Upcoming 2024 graduate Kylie Price is a stand-out scholar and a familiar face around campus. As her last year at Castaic comes to a close, we are here to immortalize Price and her accomplishments.
Reviewing her high school years, Price describes her experience as “really rewarding.”
“High school can be such a fun time if you make it; your mindset determines that,” states Price.
As her freshman year was during the COVID-19 pandemic, she acknowledged that at first, her experience was fairly negative. However, once she shifted her mindset and took advantage of everything she could, she sought to make the next few years as memorable as she could.
Price has already received early admissions to the prestigious schools, UC Berkeley and UC Santa Barbara, however, her ultimate goal is to attend Stanford or Georgetown University
She has been noted as an extremely hard-working and passionate student by teachers and peers, always putting her best foot forward and 100% into everything she does.
David Williams, social studies teacher and advisory teacher of Price recalls his own experiences with Price. “Kylie is a superlative student, she is extraordinary in almost every aspect, I’ve never seen anyone more hardworking and authentically dedicated to their learning process.”
Along with her teachers, Price is admired by many of her peers.
“I adore Kylie, she is extremely creative and compassionate,” stated Price’s long-term friend Rachel Burnett. “I am so excited to watch her grow and continue to support her as she continues to become the extremely successful woman she is.”
Price, out of all her many achievements on campus, said she is most proud of establishing Castaic’s speech and debate team.
“[Speech and Debate] was a long-term goal that I had and a program I wanted to develop at the school.”
She created the club as a freshman and later became the team’s coach during her junior year. This year, she’s focused on her coaching rather than competing, prepping the team for their competitions.

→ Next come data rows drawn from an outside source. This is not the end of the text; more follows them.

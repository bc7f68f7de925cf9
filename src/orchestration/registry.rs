//! Handler Registry - maps agent identifiers to invocable capability descriptors
//!
//! Populated once at startup, then shared read-only (behind an `Arc`) by every
//! dispatch. Registration order is preserved and defines fallback order.

use std::collections::HashMap;
use std::sync::Arc;

use crate::core::{AgentHandler, Domain, HandlerDescriptor, RouterError};

/// A descriptor paired with the handler that implements it
#[derive(Clone)]
pub struct RegisteredHandler {
    pub descriptor: HandlerDescriptor,
    pub handler: Arc<dyn AgentHandler>,
}

impl std::fmt::Debug for RegisteredHandler {
    fn fmt(&self, f: &mut std::fmt::Formatter<'_>) -> std::fmt::Result {
        f.debug_struct("RegisteredHandler")
            .field("descriptor", &self.descriptor)
            .finish_non_exhaustive()
    }
}

#[derive(Debug, Default)]
pub struct HandlerRegistry {
    handlers: Vec<RegisteredHandler>,
    index: HashMap<String, usize>,
}

impl HandlerRegistry {
    pub fn new() -> Self {
        Self::default()
    }

    /// Register a handler under its descriptor's identifier
    pub fn register(
        &mut self,
        descriptor: HandlerDescriptor,
        handler: Arc<dyn AgentHandler>,
    ) -> Result<(), RouterError> {
        if descriptor.id.trim().is_empty() {
            return Err(RouterError::InvalidDescriptor {
                id: descriptor.id,
                reason: "identifier is empty".to_string(),
            });
        }
        if descriptor.domains.is_empty() {
            return Err(RouterError::InvalidDescriptor {
                id: descriptor.id,
                reason: "serves no domain".to_string(),
            });
        }
        if self.index.contains_key(&descriptor.id) {
            return Err(RouterError::DuplicateHandler(descriptor.id));
        }

        tracing::debug!(
            "Registered handler '{}' for {:?}",
            descriptor.id,
            descriptor.domains
        );
        self.index.insert(descriptor.id.clone(), self.handlers.len());
        self.handlers.push(RegisteredHandler {
            descriptor,
            handler,
        });
        Ok(())
    }

    /// Handlers serving `domain`, in registration order
    pub fn resolve(&self, domain: Domain) -> Result<Vec<&RegisteredHandler>, RouterError> {
        let matches: Vec<&RegisteredHandler> = self
            .handlers
            .iter()
            .filter(|h| h.descriptor.serves(domain))
            .collect();
        if matches.is_empty() {
            return Err(RouterError::NoHandlerForDomain(domain));
        }
        Ok(matches)
    }

    pub fn get(&self, id: &str) -> Option<&RegisteredHandler> {
        self.index.get(id).map(|&i| &self.handlers[i])
    }

    /// All descriptors in registration order
    pub fn descriptors(&self) -> impl Iterator<Item = &HandlerDescriptor> {
        self.handlers.iter().map(|h| &h.descriptor)
    }

    pub fn len(&self) -> usize {
        self.handlers.len()
    }

    pub fn is_empty(&self) -> bool {
        self.handlers.is_empty()
    }
}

Additionally, she has created her own website allowing other students to review the resources she uses for speech and debate.
During her competing days, she was an Original Oratory State Championship finalist in California and won a $4,000 scholarship as a semi-finalist at the Alliance Club Student Speaker Contest.
Vice President of Speech and Debate, sophomore Eliana McDowell, describes Price as intelligent, precise, and kind.
“She is inviting and inclusive with everybody and an overall good person,” McDowell said.
“She runs the club,” said Williams, who is also the advisor for the speech and debate club, “I’m the adult signing the paperwork but Kylie makes all of the executive decisions and the one training the next generation of speech and debate club members.”
“Even though when I’m gone it might be a difficult transition, I’m glad that I was able to leave a legacy behind at Castaic with the team that I created,” said Price.
In addition to the Speech and Debate club, she also is the founder and president of Students Demand Action, a club focused on activism against gun violence, and the Women’s Empowerment club, in which they discuss sociological problems that women face globally, especially within the media.
Another substantial accomplishment Price has achieved is creating and publishing her children’s book, The Golden Hat.
The story follows young Rosita as she embraces her curious nature on her first day of school, although her outspokenness affects her, and she gets bullied for her vast imagination. The narrative is a reimagining of her mother’s childhood, a version where her mother was supported by her parents in education.
“Writing the children was actually a final project for my women’s studies course” Price explains, “I chose to focus on supporting women in education”
However, she liked it so much that she decided to pursue publishing the short story.
The process took Price around a year, starting the project in the summer before junior year and finally getting to publish it in the second semester of her senior year.
Price shares that she was rejected by a lot of publishers at first, and when she finally found the right one, she then had to go through the editing process and work with illustrator, Teresa Alberini, to design all the the pages.
As her final note, Price’s advice is to “Just to get yourself out there.”
She explains how in her freshman and sophomore years she felt isolated as she didn’t talk to many people, “I felt like I wanted to be on my academic grind.”
The senior regrets not being in more study groups and classmate’s group chats, and reaching out to other people helped her academically as well as socially. “I’ve gotten so many jobs and opportunities from networking and just getting to know people,” said Price.
“Because ultimately you may think when you graduate you’ll never meet these people again, your relationships aren’t gonna matter– they 100% matter. These people will be recurring in your life. All the time. And you never know when an opportunity will show up.”